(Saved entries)
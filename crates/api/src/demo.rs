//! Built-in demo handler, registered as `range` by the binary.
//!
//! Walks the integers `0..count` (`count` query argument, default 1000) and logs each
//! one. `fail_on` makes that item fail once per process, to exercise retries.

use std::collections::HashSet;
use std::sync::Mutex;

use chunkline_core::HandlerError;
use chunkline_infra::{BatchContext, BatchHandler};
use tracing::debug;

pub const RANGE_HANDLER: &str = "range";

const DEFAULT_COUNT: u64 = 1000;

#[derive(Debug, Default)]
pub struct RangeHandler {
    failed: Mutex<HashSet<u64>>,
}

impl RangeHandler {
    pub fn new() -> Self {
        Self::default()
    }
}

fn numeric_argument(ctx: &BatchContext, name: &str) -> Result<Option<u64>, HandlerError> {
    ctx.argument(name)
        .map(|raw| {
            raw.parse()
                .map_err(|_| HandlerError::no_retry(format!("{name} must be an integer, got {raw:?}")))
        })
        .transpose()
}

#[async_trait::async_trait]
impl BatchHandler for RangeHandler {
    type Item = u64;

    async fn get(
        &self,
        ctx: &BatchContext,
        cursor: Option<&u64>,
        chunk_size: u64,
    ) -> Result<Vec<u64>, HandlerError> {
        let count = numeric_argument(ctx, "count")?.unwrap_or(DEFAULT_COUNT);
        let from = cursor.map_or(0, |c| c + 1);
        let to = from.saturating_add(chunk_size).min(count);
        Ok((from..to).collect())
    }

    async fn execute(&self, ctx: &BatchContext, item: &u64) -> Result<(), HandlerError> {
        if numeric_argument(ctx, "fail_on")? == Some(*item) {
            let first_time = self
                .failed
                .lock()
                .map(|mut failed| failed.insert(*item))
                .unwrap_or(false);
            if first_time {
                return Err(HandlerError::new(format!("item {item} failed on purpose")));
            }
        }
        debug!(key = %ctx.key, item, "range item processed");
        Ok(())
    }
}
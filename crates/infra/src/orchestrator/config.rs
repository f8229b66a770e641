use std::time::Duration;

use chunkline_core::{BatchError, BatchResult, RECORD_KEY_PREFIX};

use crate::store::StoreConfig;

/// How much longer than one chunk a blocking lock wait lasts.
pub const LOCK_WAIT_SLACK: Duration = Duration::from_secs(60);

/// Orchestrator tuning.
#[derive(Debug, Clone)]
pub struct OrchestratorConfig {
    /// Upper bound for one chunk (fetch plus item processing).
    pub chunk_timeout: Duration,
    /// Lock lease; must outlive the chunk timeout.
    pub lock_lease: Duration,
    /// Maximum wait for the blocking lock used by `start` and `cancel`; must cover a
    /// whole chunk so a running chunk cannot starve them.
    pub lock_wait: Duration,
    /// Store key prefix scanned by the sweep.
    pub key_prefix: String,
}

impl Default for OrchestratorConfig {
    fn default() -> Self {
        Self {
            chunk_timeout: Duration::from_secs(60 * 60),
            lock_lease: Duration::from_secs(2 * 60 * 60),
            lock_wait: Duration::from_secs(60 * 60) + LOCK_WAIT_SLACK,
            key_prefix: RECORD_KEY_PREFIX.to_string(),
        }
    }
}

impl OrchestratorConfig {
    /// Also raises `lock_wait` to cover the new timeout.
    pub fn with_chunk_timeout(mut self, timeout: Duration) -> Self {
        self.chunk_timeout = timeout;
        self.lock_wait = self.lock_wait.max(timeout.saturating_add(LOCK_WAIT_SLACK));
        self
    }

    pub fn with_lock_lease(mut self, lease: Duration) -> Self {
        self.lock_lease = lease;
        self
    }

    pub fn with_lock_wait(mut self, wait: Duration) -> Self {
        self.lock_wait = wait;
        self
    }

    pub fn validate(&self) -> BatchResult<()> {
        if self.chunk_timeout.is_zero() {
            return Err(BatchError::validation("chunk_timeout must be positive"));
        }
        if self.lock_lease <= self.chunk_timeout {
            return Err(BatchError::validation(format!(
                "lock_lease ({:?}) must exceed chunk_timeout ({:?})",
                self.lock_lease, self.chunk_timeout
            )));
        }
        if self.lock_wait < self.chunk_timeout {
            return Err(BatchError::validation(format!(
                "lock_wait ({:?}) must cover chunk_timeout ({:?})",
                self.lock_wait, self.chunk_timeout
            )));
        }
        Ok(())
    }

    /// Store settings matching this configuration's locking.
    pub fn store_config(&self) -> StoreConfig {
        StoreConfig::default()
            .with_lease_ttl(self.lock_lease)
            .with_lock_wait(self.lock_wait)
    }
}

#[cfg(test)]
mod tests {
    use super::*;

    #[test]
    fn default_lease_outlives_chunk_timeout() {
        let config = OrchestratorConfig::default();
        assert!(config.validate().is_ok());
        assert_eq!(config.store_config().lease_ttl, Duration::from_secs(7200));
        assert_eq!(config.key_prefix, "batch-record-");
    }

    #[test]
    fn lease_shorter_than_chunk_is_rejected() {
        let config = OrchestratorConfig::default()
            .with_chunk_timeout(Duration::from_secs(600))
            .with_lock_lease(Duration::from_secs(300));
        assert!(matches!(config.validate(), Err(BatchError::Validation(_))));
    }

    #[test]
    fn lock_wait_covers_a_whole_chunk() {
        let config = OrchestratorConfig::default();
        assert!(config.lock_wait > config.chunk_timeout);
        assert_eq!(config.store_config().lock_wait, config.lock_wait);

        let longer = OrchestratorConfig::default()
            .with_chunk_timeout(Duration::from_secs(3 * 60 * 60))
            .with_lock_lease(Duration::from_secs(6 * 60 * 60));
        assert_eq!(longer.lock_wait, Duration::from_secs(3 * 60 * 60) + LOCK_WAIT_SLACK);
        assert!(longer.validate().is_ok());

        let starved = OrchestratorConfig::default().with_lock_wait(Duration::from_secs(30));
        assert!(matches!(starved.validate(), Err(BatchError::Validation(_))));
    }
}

**What you will do:**
An exact copy of all the records is what is needed here.

**Written response:**
filename crates/api/src/demo.rs
//! Built-in demo handler, registered as `range` by the binary.
//!
//! Walks the integers `0..count` (`count` query argument, default 1000) and logs each
//! one. `fail_on` makes that item fail once per process, to exercise retries.

use std::collections::HashSet;
use std::sync::Mutex;

use chunkline_core::HandlerError;
use chunkline_infra::{BatchContext, BatchHandler};
use tracing::debug;

pub const RANGE_HANDLER: &str = "range";

const DEFAULT_COUNT: u64 = 1000;

#[derive(Debug, Default)]
pub struct RangeHandler {
    failed: Mutex<HashSet<u64>>,
}

impl RangeHandler {
    pub fn new() -> Self {
        Self::default()
    }
}

fn numeric_argument(ctx: &BatchContext, name: &str) -> Result<Option<u64>, HandlerError> {
    ctx.argument(name)
        .map(|raw| {
            raw.parse()
                .map_err(|_| HandlerError::no_retry(format!("{name} must be an integer, got {raw:?}")))
        })
        .transpose()
}

#[async_trait::async_trait]
impl BatchHandler for RangeHandler {
    type Item = u64;

    async fn get(
        &self,
        ctx: &BatchContext,
        cursor: Option<&u64>,
        chunk_size: u64,
    ) -> Result<Vec<u64>, HandlerError> {
        let count = numeric_argument(ctx, "count")?.unwrap_or(DEFAULT_COUNT);
        let from = cursor.map_or(0, |c| c + 1);
        let to = from.saturating_add(chunk_size).min(count);
        Ok((from..to).collect())
    }

    async fn execute(&self, ctx: &BatchContext, item: &u64) -> Result<(), HandlerError> {
        if numeric_argument(ctx, "fail_on")? == Some(*item) {
            let first_time = self
                .failed
                .lock()
                .map(|mut failed| failed.insert(*item))
                .unwrap_or(false);
            if first_time {
                return Err(HandlerError::new(format!("item {item} failed on purpose")));
            }
        }
        debug!(key = %ctx.key, item, "range item processed");
        Ok(())
    }
}
filename crates/infra/src/orchestrator/config.rs
repository f8229b66a770e641
use std::time::Duration;

use chunkline_core::{BatchError, BatchResult, RECORD_KEY_PREFIX};

use crate::store::StoreConfig;

/// How much longer than one chunk a blocking lock wait lasts.
pub const LOCK_WAIT_SLACK: Duration = Duration::from_secs(60);

/// Orchestrator tuning.
#[derive(Debug, Clone)]
pub struct OrchestratorConfig {
    /// Upper bound for one chunk (fetch plus item processing).
    pub chunk_timeout: Duration,
    /// Lock lease; must outlive the chunk timeout.
    pub lock_lease: Duration,
    /// Maximum wait for the blocking lock used by `start` and `cancel`; must cover a
    /// whole chunk so a running chunk cannot starve them.
    pub lock_wait: Duration,
    /// Store key prefix scanned by the sweep.
    pub key_prefix: String,
}

impl Default for OrchestratorConfig {
    fn default() -> Self {
        Self {
            chunk_timeout: Duration::from_secs(60 * 60),
            lock_lease: Duration::from_secs(2 * 60 * 60),
            lock_wait: Duration::from_secs(60 * 60) + LOCK_WAIT_SLACK,
            key_prefix: RECORD_KEY_PREFIX.to_string(),
        }
    }
}

impl OrchestratorConfig {
    /// Also raises `lock_wait` to cover the new timeout.
    pub fn with_chunk_timeout(mut self, timeout: Duration) -> Self {
        self.chunk_timeout = timeout;
        self.lock_wait = self.lock_wait.max(timeout.saturating_add(LOCK_WAIT_SLACK));
        self
    }

    pub fn with_lock_lease(mut self, lease: Duration) -> Self {
        self.lock_lease = lease;
        self
    }

    pub fn with_lock_wait(mut self, wait: Duration) -> Self {
        self.lock_wait = wait;
        self
    }

    pub fn validate(&self) -> BatchResult<()> {
        if self.chunk_timeout.is_zero() {
            return Err(BatchError::validation("chunk_timeout must be positive"));
        }
        if self.lock_lease <= self.chunk_timeout {
            return Err(BatchError::validation(format!(
                "lock_lease ({:?}) must exceed chunk_timeout ({:?})",
                self.lock_lease, self.chunk_timeout
            )));
        }
        if self.lock_wait < self.chunk_timeout {
            return Err(BatchError::validation(format!(
                "lock_wait ({:?}) must cover chunk_timeout ({:?})",
                self.lock_wait, self.chunk_timeout
            )));
        }
        Ok(())
    }

    /// Store settings matching this configuration's locking.
    pub fn store_config(&self) -> StoreConfig {
        StoreConfig::default()
            .with_lease_ttl(self.lock_lease)
            .with_lock_wait(self.lock_wait)
    }
}

#[cfg(test)]
mod tests {
    use super::*;

    #[test]
    fn default_lease_outlives_chunk_timeout() {
        let config = OrchestratorConfig::default();
        assert!(config.validate().is_ok());
        assert_eq!(config.store_config().lease_ttl, Duration::from_secs(7200));
        assert_eq!(config.key_prefix, "batch-record-");
    }

    #[test]
    fn lease_shorter_than_chunk_is_rejected() {
        let config = OrchestratorConfig::default()
            .with_chunk_timeout(Duration::from_secs(600))
            .with_lock_lease(Duration::from_secs(300));
        assert!(matches!(config.validate(), Err(BatchError::Validation(_))));
    }

    #[test]
    fn lock_wait_covers_a_whole_chunk() {
        let config = OrchestratorConfig::default();
        assert!(config.lock_wait > config.chunk_timeout);
        assert_eq!(config.store_config().lock_wait, config.lock_wait);

        let longer = OrchestratorConfig::default()
            .with_chunk_timeout(Duration::from_secs(3 * 60 * 60))
            .with_lock_lease(Duration::from_secs(6 * 60 * 60));
        assert_eq!(longer.lock_wait, Duration::from_secs(3 * 60 * 60) + LOCK_WAIT_SLACK);
        assert!(longer.validate().is_ok());

        let starved = OrchestratorConfig::default().with_lock_wait(Duration::from_secs(30));
        assert!(matches!(starved.validate(), Err(BatchError::Validation(_))));
    }
}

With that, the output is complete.